Aim of the exercise: List each line of the data in which the string "must" appears.

[Opening Data records section]

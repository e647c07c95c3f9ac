//! Blockage detection: which open actions are held up by a predecessor's status.
//!
//! Readiness rules by link type:
//! - `FS`: the predecessor must be finished or cancelled
//! - `SS`: the predecessor must be in progress or finished
//! - `FF`/`SF`: only constrain the successor's finish, never block its start

use pyo3::prelude::*;
use rustc_hash::FxHashSet;
use std::collections::VecDeque;

use crate::config::EngineConfig;
use crate::graph::{Adjacency, InterdependencyGraph};
use crate::models::{ActionStatus, LinkType};
use crate::{log_changes, log_checks};

/// One predecessor holding up one action.
#[pyclass]
#[derive(Clone, Debug, PartialEq)]
pub struct BlockageRecord {
    #[pyo3(get)]
    pub blocked_id: String,
    #[pyo3(get)]
    pub blocked_title: String,
    #[pyo3(get)]
    pub blocking_id: String,
    #[pyo3(get)]
    pub blocking_title: String,
    #[pyo3(get)]
    pub link_type: LinkType,
    #[pyo3(get)]
    pub reason: String,
}

#[pymethods]
impl BlockageRecord {
    fn __repr__(&self) -> String {
        format!(
            "BlockageRecord(blocked={:?}, blocking={:?}, link_type={})",
            self.blocked_id, self.blocking_id, self.link_type
        )
    }
}

/// Whether a link from a predecessor in `status` prevents its successor from starting.
pub fn link_blocks(link_type: LinkType, predecessor_status: ActionStatus) -> bool {
    match link_type {
        LinkType::FinishToStart => !predecessor_status.is_completed(),
        LinkType::StartToStart => !predecessor_status.is_started(),
        LinkType::FinishToFinish | LinkType::StartToFinish => false,
    }
}

fn describe(link_type: LinkType, blocking_title: &str, blocking_id: &str) -> String {
    let event = match link_type {
        LinkType::StartToStart => "start",
        _ => "finish",
    };
    format!(
        "Waiting for \"{}\" ({}) to {} [{}]",
        blocking_title, blocking_id, event, link_type
    )
}

/// Edges currently blocking `node_idx`, in edge order.
///
/// `status_override` substitutes the status of one node, to answer
/// "what if this node were in that state".
fn blocking_edges(
    graph: &InterdependencyGraph,
    adjacency: &Adjacency,
    node_idx: usize,
    status_override: Option<(usize, ActionStatus)>,
) -> Vec<usize> {
    let status_of = |idx: usize| match status_override {
        Some((overridden, status)) if overridden == idx => status,
        _ => graph.nodes()[idx].status(),
    };

    if status_of(node_idx).is_terminal() {
        return Vec::new();
    }

    adjacency.incoming[node_idx]
        .iter()
        .copied()
        .filter(|&edge_idx| {
            let edge = &graph.edges()[edge_idx];
            link_blocks(edge.link_type, status_of(adjacency.source(edge_idx)))
        })
        .collect()
}

fn record_for(graph: &InterdependencyGraph, adjacency: &Adjacency, edge_idx: usize) -> BlockageRecord {
    let blocked = &graph.nodes()[adjacency.target(edge_idx)];
    let blocking = &graph.nodes()[adjacency.source(edge_idx)];
    let link_type = graph.edges()[edge_idx].link_type;
    BlockageRecord {
        blocked_id: blocked.id.clone(),
        blocked_title: blocked.title().to_string(),
        blocking_id: blocking.id.clone(),
        blocking_title: blocking.title().to_string(),
        link_type,
        reason: describe(link_type, blocking.title(), &blocking.id),
    }
}

/// Flag every open action held up by a direct predecessor.
///
/// Only the first blocking predecessor (in edge order) is recorded per action;
/// use [`get_blockage_chain`] for the full picture. Updates `is_blocked`,
/// `blocking_reason` and `stats.blocked_actions` in place.
pub fn detect_blockages(
    graph: &mut InterdependencyGraph,
    config: &EngineConfig,
) -> Vec<BlockageRecord> {
    let verbosity = config.verbosity;
    let adjacency = Adjacency::new(graph);
    let mut records: Vec<BlockageRecord> = Vec::new();
    let mut flags: Vec<Option<String>> = Vec::with_capacity(graph.len());

    for idx in 0..graph.len() {
        let first = blocking_edges(graph, &adjacency, idx, None).first().copied();
        match first {
            Some(edge_idx) => {
                let record = record_for(graph, &adjacency, edge_idx);
                log_checks!(verbosity, "  {} blocked: {}", record.blocked_id, record.reason);
                flags.push(Some(record.reason.clone()));
                records.push(record);
            }
            None => flags.push(None),
        }
    }

    for (node, reason) in graph.nodes.iter_mut().zip(flags) {
        node.is_blocked = reason.is_some();
        node.blocking_reason = reason;
    }
    graph.stats.blocked_actions = records.len();

    log_changes!(verbosity, "Blockage scan: {} blocked actions", records.len());
    records
}

/// Every blockage upstream of `node_id`, walking blocking predecessors transitively.
///
/// Records come in breadth-first order starting with the node's own blockers.
/// An unknown id yields an empty chain.
pub fn get_blockage_chain(graph: &InterdependencyGraph, node_id: &str) -> Vec<BlockageRecord> {
    let Some(start) = graph.index_of(node_id) else {
        return Vec::new();
    };
    let adjacency = Adjacency::new(graph);
    let mut records = Vec::new();
    let mut visited: FxHashSet<usize> = FxHashSet::default();
    let mut queue: VecDeque<usize> = VecDeque::new();
    visited.insert(start);
    queue.push_back(start);

    while let Some(idx) = queue.pop_front() {
        for edge_idx in blocking_edges(graph, &adjacency, idx, None) {
            records.push(record_for(graph, &adjacency, edge_idx));
            let source = adjacency.source(edge_idx);
            if visited.insert(source) {
                queue.push_back(source);
            }
        }
    }

    records
}

/// Actions that would have no blocker left if `finished_id` were finished now.
///
/// Only actions currently blocked by `finished_id` qualify; ids come back in
/// input order.
pub fn get_unblockable_actions(graph: &InterdependencyGraph, finished_id: &str) -> Vec<String> {
    let Some(finished) = graph.index_of(finished_id) else {
        return Vec::new();
    };
    let adjacency = Adjacency::new(graph);

    let mut candidates: Vec<usize> = adjacency.outgoing[finished]
        .iter()
        .map(|&edge_idx| adjacency.target(edge_idx))
        .filter(|&target| {
            blocking_edges(graph, &adjacency, target, None)
                .iter()
                .any(|&edge_idx| adjacency.source(edge_idx) == finished)
        })
        .filter(|&target| {
            blocking_edges(
                graph,
                &adjacency,
                target,
                Some((finished, ActionStatus::Finished)),
            )
            .is_empty()
        })
        .collect();
    candidates.sort_unstable();
    candidates.dedup();

    candidates
        .into_iter()
        .map(|idx| graph.nodes()[idx].id.clone())
        .collect()
}

#[cfg(test)]
mod tests {
    use super::*;
    use crate::graph::build_dependency_graph;
    use crate::models::{DependencyRef, WorkItem};
    use chrono::NaiveDate;

    fn make_item(
        id: &str,
        status: ActionStatus,
        preds: Vec<(&str, LinkType)>,
    ) -> WorkItem {
        let mut item = WorkItem::new(id, format!("Action {}", id.to_uppercase()), 1.0);
        item.status = status;
        item.predecessors = preds
            .into_iter()
            .map(|(target, link_type)| DependencyRef {
                target_id: target.to_string(),
                link_type,
                lag_days: 0.0,
            })
            .collect();
        item
    }

    fn build(items: &[WorkItem]) -> InterdependencyGraph {
        build_dependency_graph(items, NaiveDate::from_ymd_opt(2025, 1, 6).unwrap())
    }

    fn scan(items: &[WorkItem]) -> (InterdependencyGraph, Vec<BlockageRecord>) {
        let mut graph = build(items);
        let records = detect_blockages(&mut graph, &EngineConfig::default());
        (graph, records)
    }

    #[test]
    fn test_finished_predecessor_does_not_block() {
        let (graph, records) = scan(&[
            make_item("a", ActionStatus::Finished, vec![]),
            make_item("b", ActionStatus::NotStarted, vec![("a", LinkType::FinishToStart)]),
        ]);
        assert!(records.is_empty());
        assert!(!graph.node("b").unwrap().is_blocked);
        assert_eq!(graph.stats.blocked_actions, 0);
    }

    #[test]
    fn test_unfinished_predecessor_blocks() {
        let (graph, records) = scan(&[
            make_item("a", ActionStatus::NotStarted, vec![]),
            make_item("b", ActionStatus::NotStarted, vec![("a", LinkType::FinishToStart)]),
        ]);

        let b = graph.node("b").unwrap();
        assert!(b.is_blocked);
        let reason = b.blocking_reason.as_deref().unwrap();
        assert!(reason.contains("Action A"));
        assert!(reason.contains("(a)"));
        assert_eq!(records.len(), 1);
        assert_eq!(records[0].blocking_id, "a");
        assert_eq!(records[0].blocked_title, "Action B");
        assert_eq!(graph.stats.blocked_actions, 1);
    }

    #[test]
    fn test_cancelled_predecessor_releases_finish_to_start() {
        let (graph, _) = scan(&[
            make_item("a", ActionStatus::Cancelled, vec![]),
            make_item("b", ActionStatus::NotStarted, vec![("a", LinkType::FinishToStart)]),
        ]);
        assert!(!graph.node("b").unwrap().is_blocked);
    }

    #[test]
    fn test_start_to_start_needs_started_predecessor() {
        let (graph, records) = scan(&[
            make_item("a", ActionStatus::InProgress, vec![]),
            make_item("b", ActionStatus::NotStarted, vec![("a", LinkType::StartToStart)]),
            make_item("c", ActionStatus::Waiting, vec![]),
            make_item("d", ActionStatus::NotStarted, vec![("c", LinkType::StartToStart)]),
        ]);

        assert!(!graph.node("b").unwrap().is_blocked);
        assert!(graph.node("d").unwrap().is_blocked);
        assert_eq!(records.len(), 1);
        assert_eq!(records[0].link_type, LinkType::StartToStart);
        assert!(records[0].reason.contains("to start"));
    }

    #[test]
    fn test_finish_links_never_block() {
        let (graph, records) = scan(&[
            make_item("a", ActionStatus::NotStarted, vec![]),
            make_item("b", ActionStatus::NotStarted, vec![("a", LinkType::FinishToFinish)]),
            make_item("c", ActionStatus::NotStarted, vec![("a", LinkType::StartToFinish)]),
        ]);
        assert!(records.is_empty());
        assert!(graph.nodes().iter().all(|n| !n.is_blocked));
    }

    #[test]
    fn test_terminal_actions_are_never_blocked() {
        let (graph, records) = scan(&[
            make_item("a", ActionStatus::NotStarted, vec![]),
            make_item("b", ActionStatus::Finished, vec![("a", LinkType::FinishToStart)]),
            make_item("c", ActionStatus::Cancelled, vec![("a", LinkType::FinishToStart)]),
        ]);
        assert!(records.is_empty());
        assert!(!graph.node("b").unwrap().is_blocked);
        assert!(!graph.node("c").unwrap().is_blocked);
    }

    #[test]
    fn test_only_first_blocker_recorded() {
        let (graph, records) = scan(&[
            make_item("a", ActionStatus::NotStarted, vec![]),
            make_item("b", ActionStatus::InProgress, vec![]),
            make_item(
                "c",
                ActionStatus::NotStarted,
                vec![("a", LinkType::FinishToStart), ("b", LinkType::FinishToStart)],
            ),
        ]);
        assert_eq!(records.len(), 1);
        assert_eq!(records[0].blocking_id, "a");
        assert_eq!(graph.stats.blocked_actions, 1);
    }

    #[test]
    fn test_rescan_clears_stale_flags() {
        let items = vec![
            make_item("a", ActionStatus::NotStarted, vec![]),
            make_item("b", ActionStatus::NotStarted, vec![("a", LinkType::FinishToStart)]),
        ];
        let (mut graph, _) = scan(&items);
        assert!(graph.node("b").unwrap().is_blocked);

        graph.node_mut("a").unwrap().item.status = ActionStatus::Finished;
        let records = detect_blockages(&mut graph, &EngineConfig::default());
        assert!(records.is_empty());
        let b = graph.node("b").unwrap();
        assert!(!b.is_blocked);
        assert!(b.blocking_reason.is_none());
    }

    #[test]
    fn test_blockage_chain_walks_ancestors() {
        let graph = build(&[
            make_item("a", ActionStatus::NotStarted, vec![]),
            make_item("b", ActionStatus::NotStarted, vec![("a", LinkType::FinishToStart)]),
            make_item("x", ActionStatus::Waiting, vec![]),
            make_item(
                "c",
                ActionStatus::NotStarted,
                vec![("b", LinkType::FinishToStart), ("x", LinkType::StartToStart)],
            ),
        ]);

        let chain = get_blockage_chain(&graph, "c");
        let pairs: Vec<(&str, &str)> = chain
            .iter()
            .map(|r| (r.blocking_id.as_str(), r.blocked_id.as_str()))
            .collect();
        assert_eq!(pairs, vec![("b", "c"), ("x", "c"), ("a", "b")]);
        assert!(get_blockage_chain(&graph, "a").is_empty());
        assert!(get_blockage_chain(&graph, "missing").is_empty());
    }

    #[test]
    fn test_blockage_chain_terminates_on_cycle() {
        let graph = build(&[
            make_item("a", ActionStatus::NotStarted, vec![("b", LinkType::FinishToStart)]),
            make_item("b", ActionStatus::NotStarted, vec![("a", LinkType::FinishToStart)]),
        ]);
        assert_eq!(get_blockage_chain(&graph, "a").len(), 2);
    }

    #[test]
    fn test_unblockable_actions() {
        let graph = build(&[
            make_item("x", ActionStatus::InProgress, vec![]),
            make_item("w", ActionStatus::NotStarted, vec![]),
            make_item("only_x", ActionStatus::NotStarted, vec![("x", LinkType::FinishToStart)]),
            make_item(
                "x_and_w",
                ActionStatus::NotStarted,
                vec![("x", LinkType::FinishToStart), ("w", LinkType::FinishToStart)],
            ),
            // Already satisfied: x is in progress
            make_item("starts_with_x", ActionStatus::NotStarted, vec![("x", LinkType::StartToStart)]),
        ]);

        assert_eq!(get_unblockable_actions(&graph, "x"), vec!["only_x".to_string()]);
        assert!(get_unblockable_actions(&graph, "only_x").is_empty());
        assert!(get_unblockable_actions(&graph, "ghost").is_empty());
    }
}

[Closing Data records section]

Your solution:
//! - `FS`: the predecessor must be finished or cancelled
//! - `SS`: the predecessor must be in progress or finished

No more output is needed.